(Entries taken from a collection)
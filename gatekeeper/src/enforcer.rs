//! Policy enforcer: evaluates one canonical event end to end.
//!
//! Per event: admit (closing sessions are answered with `SessionEnded`),
//! take the session lock, load or create the session, resolve the tasks the
//! gates need, run the registry, and on allow persist the implied effects.
//! Every evaluated event leaves one audit record.

use std::cell::Cell;
use std::collections::HashMap;
use std::sync::{Arc, Condvar, Mutex, MutexGuard, PoisonError};
use std::time::Duration;

use chrono::Utc;
use tracing::{debug, error, info, instrument, warn};

use crate::core::effects::{self, TaskChange};
use crate::core::event::{Event, EventPayload};
use crate::core::session::SessionState;
use crate::core::task::{TaskNode, TaskPatch, is_valid_id};
use crate::core::types::ReasonCode;
use crate::core::verdict::{Evaluation, Verdict};
use crate::error::{EnforceError, SessionError, StoreError};
use crate::gates::{DependencyState, GateInput, GateRegistry};
use crate::io::audit::{AuditLog, AuditRecord};
use crate::io::config::GatekeeperConfig;
use crate::io::session_store::SessionStore;
use crate::io::task_store::TaskStore;

#[derive(Debug, Clone, Copy, PartialEq, Eq)]
pub struct EnforcerOptions {
    /// Budget for gates without their own.
    pub gate_timeout: Duration,
    /// How long SessionEnd waits for in-flight events of its session.
    pub drain_timeout: Duration,
    /// Attempts for a task status change that hits a version conflict.
    pub update_retries: u32,
}

impl EnforcerOptions {
    pub fn from_config(config: &GatekeeperConfig) -> Self {
        Self {
            gate_timeout: Duration::from_millis(config.gate_timeout_ms),
            drain_timeout: Duration::from_millis(config.drain_timeout_ms),
            update_retries: config.update_retries,
        }
    }
}

impl Default for EnforcerOptions {
    fn default() -> Self {
        Self::from_config(&GatekeeperConfig::default())
    }
}

/// Admission bookkeeping for one session.
#[derive(Debug, Default)]
struct InFlight {
    active: usize,
    /// A SessionEnd is draining or being evaluated.
    closing: bool,
    /// A SessionEnd was allowed and committed.
    ended: bool,
}

impl InFlight {
    fn refuses(&self) -> bool {
        self.closing || self.ended
    }
}

#[derive(Debug)]
pub struct PolicyEnforcer {
    registry: Arc<GateRegistry>,
    tasks: TaskStore,
    sessions: SessionStore,
    audit: AuditLog,
    options: EnforcerOptions,
    inflight: Mutex<HashMap<String, InFlight>>,
    drained: Condvar,
}

/// Decrements the session's in-flight count when the event finishes.
///
/// A SessionEnd admission reopens the session on drop unless it was marked
/// ended, so a failed or blocked SessionEnd leaves the session usable.
struct Admission<'a> {
    enforcer: &'a PolicyEnforcer,
    session_id: &'a str,
    ends_session: bool,
    ended: Cell<bool>,
}

impl Drop for Admission<'_> {
    fn drop(&mut self) {
        let mut inflight = self.enforcer.inflight_lock();
        if let Some(entry) = inflight.get_mut(self.session_id) {
            entry.active = entry.active.saturating_sub(1);
            if self.ends_session {
                entry.closing = false;
                entry.ended |= self.ended.get();
            }
            if entry.active == 0 && !entry.refuses() {
                inflight.remove(self.session_id);
            }
        }
        self.enforcer.drained.notify_all();
    }
}

impl PolicyEnforcer {
    pub fn new(
        registry: Arc<GateRegistry>,
        tasks: TaskStore,
        sessions: SessionStore,
        audit: AuditLog,
        options: EnforcerOptions,
    ) -> Self {
        Self {
            registry,
            tasks,
            sessions,
            audit,
            options,
            inflight: Mutex::new(HashMap::new()),
            drained: Condvar::new(),
        }
    }

    pub fn tasks(&self) -> &TaskStore {
        &self.tasks
    }

    pub fn sessions(&self) -> &SessionStore {
        &self.sessions
    }

    /// Evaluate one event. A blocked verdict is `Ok`; `Err` is an internal
    /// fault or an event for a session that was never started.
    #[instrument(skip_all, fields(session = %event.session_id, kind = %event.kind()))]
    pub fn handle(&self, event: &Event) -> Result<Verdict, EnforceError> {
        if !is_valid_id(&event.session_id) {
            return Err(SessionError::InvalidId(event.session_id.clone()).into());
        }
        let Some(admission) = self.admit(event) else {
            debug!("session closing; event refused");
            let verdict = Verdict::block(
                ReasonCode::SessionEnded,
                Some("This session has ended. Start a new session.".to_string()),
            );
            let task_id = event.task_ref().map(str::to_string);
            self.write_audit(event, task_id, &Evaluation::default(), &verdict)?;
            return Ok(verdict);
        };
        if !admission.ends_session {
            return self
                .sessions
                .lock(&event.session_id, || self.evaluate_locked(event));
        }
        self.drain(&event.session_id);
        let verdict = self
            .sessions
            .lock(&event.session_id, || self.evaluate_locked(event))?;
        admission.ended.set(verdict.allowed);
        if !verdict.allowed {
            debug!(reason = ?verdict.blocking_reason, "session end blocked; session stays open");
        }
        Ok(verdict)
    }

    fn inflight_lock(&self) -> MutexGuard<'_, HashMap<String, InFlight>> {
        self.inflight.lock().unwrap_or_else(PoisonError::into_inner)
    }

    fn admit<'a>(&'a self, event: &'a Event) -> Option<Admission<'a>> {
        let mut inflight = self.inflight_lock();
        let entry = inflight.entry(event.session_id.clone()).or_default();
        if entry.refuses() {
            return None;
        }
        entry.active += 1;
        let ends_session = matches!(event.payload, EventPayload::SessionEnd { .. });
        entry.closing |= ends_session;
        Some(Admission {
            enforcer: self,
            session_id: &event.session_id,
            ends_session,
            ended: Cell::new(false),
        })
    }

    /// Wait until this SessionEnd is the only in-flight event of its session.
    fn drain(&self, session_id: &str) {
        let inflight = self.inflight_lock();
        let (_inflight, wait) = self
            .drained
            .wait_timeout_while(inflight, self.options.drain_timeout, |map| {
                map.get(session_id).is_some_and(|entry| entry.active > 1)
            })
            .unwrap_or_else(PoisonError::into_inner);
        if wait.timed_out() {
            warn!(
                session = session_id,
                timeout_ms = self.options.drain_timeout.as_millis(),
                "drain timed out; ending session with events still in flight"
            );
        }
    }

    fn evaluate_locked(&self, event: &Event) -> Result<Verdict, EnforceError> {
        let existing = self.sessions.load(&event.session_id)?;
        let session = match (&existing, &event.payload) {
            (Some(state), _) => state.clone(),
            (None, EventPayload::SessionStart { .. }) => {
                SessionState::new(&event.session_id, event.timestamp)
            }
            (None, _) => return Err(EnforceError::UnknownSession(event.session_id.clone())),
        };

        let input = Arc::new(self.resolve(event, &session)?);
        let evaluation = self
            .registry
            .evaluate(Arc::clone(&input), self.options.gate_timeout)
            .map_err(|fault| EnforceError::GateFault(fault.to_string()))?;
        let verdict = evaluation.verdict();
        let task_id = event
            .task_ref()
            .map(str::to_string)
            .or_else(|| session.active_task_id.clone());

        if let Some(block) = &evaluation.blocked_by {
            info!(gate = %block.gate_id, reason = ?block.reason, "event blocked");
            self.write_audit(event, task_id, &evaluation, &verdict)?;
            return Ok(verdict);
        }

        let plan = effects::plan(event, &session, input.subject.as_ref());
        self.sessions.save(&plan.session)?;
        if let Some(change) = &plan.task_change
            && let Err(err) = self.apply_task_change(change)
        {
            self.restore_session(existing.as_ref(), &event.session_id);
            return Err(err);
        }
        debug!(phase = %plan.session.phase, warnings = verdict.warnings.len(), "event allowed");
        self.write_audit(event, task_id, &evaluation, &verdict)?;
        Ok(verdict)
    }

    /// Snapshot the tasks the gates may look at.
    fn resolve(&self, event: &Event, session: &SessionState) -> Result<GateInput, StoreError> {
        let subject = match event.task_ref() {
            Some(id) => self.lookup(id)?,
            None => None,
        };
        let bound = match session.active_task_id.as_deref() {
            Some(id) if subject.as_ref().is_some_and(|task| task.id == id) => subject.clone(),
            Some(id) => self.lookup(id)?,
            None => None,
        };
        let mut dependencies = Vec::new();
        if let Some(task) = &subject {
            for dep in &task.dependency_ids {
                dependencies.push(DependencyState {
                    id: dep.clone(),
                    status: self.lookup(dep)?.map(|dep| dep.status),
                });
            }
        }
        Ok(GateInput {
            event: event.clone(),
            session: session.clone(),
            subject,
            bound,
            dependencies,
        })
    }

    fn lookup(&self, id: &str) -> Result<Option<TaskNode>, StoreError> {
        match self.tasks.get(id, true) {
            Ok(task) => Ok(Some(task)),
            Err(StoreError::NotFound(_)) => Ok(None),
            Err(err) => Err(err),
        }
    }

    /// Re-read and retry on version conflicts. A task no longer in `from`
    /// was moved by someone else and is left alone.
    fn apply_task_change(&self, change: &TaskChange) -> Result<(), EnforceError> {
        let attempts = self.options.update_retries.max(1);
        for attempt in 1..=attempts {
            let current = self.tasks.get(&change.task_id, true)?;
            if current.status != change.from {
                debug!(task = %change.task_id, status = %current.status, "task already moved");
                return Ok(());
            }
            match self
                .tasks
                .update(&change.task_id, TaskPatch::status(change.to), current.version)
            {
                Ok(updated) => {
                    info!(task = %updated.id, to = %change.to, "task status changed");
                    return Ok(());
                }
                Err(StoreError::StorageConflict { .. }) if attempt < attempts => {
                    debug!(task = %change.task_id, attempt, "version conflict; retrying");
                }
                Err(err) => return Err(err.into()),
            }
        }
        Ok(())
    }

    fn restore_session(&self, previous: Option<&SessionState>, session_id: &str) {
        let restored = match previous {
            Some(state) => self.sessions.save(state),
            None => self.sessions.remove(session_id),
        };
        if let Err(err) = restored {
            error!(
                session = session_id,
                error = %err,
                "session not restored after failed task update"
            );
        }
    }

    fn write_audit(
        &self,
        event: &Event,
        task_id: Option<String>,
        evaluation: &Evaluation,
        verdict: &Verdict,
    ) -> Result<(), EnforceError> {
        self.audit.append(&AuditRecord {
            timestamp: Utc::now(),
            event: event.kind(),
            session_id: event.session_id.clone(),
            task_id,
            allowed: verdict.allowed,
            blocking_gate: evaluation
                .blocked_by
                .as_ref()
                .map(|block| block.gate_id.clone()),
            blocking_reason: verdict.blocking_reason.clone(),
            warnings: verdict.warnings.clone(),
            trace: evaluation.trace.clone(),
        })
    }
}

*What you will do*
Look through the entries above and report each line where the string "EventPayload" occurs.

*Reply to the task*
use crate::core::event::{Event, EventPayload};
        let ends_session = matches!(event.payload, EventPayload::SessionEnd { .. });
            (None, EventPayload::SessionStart { .. }) => {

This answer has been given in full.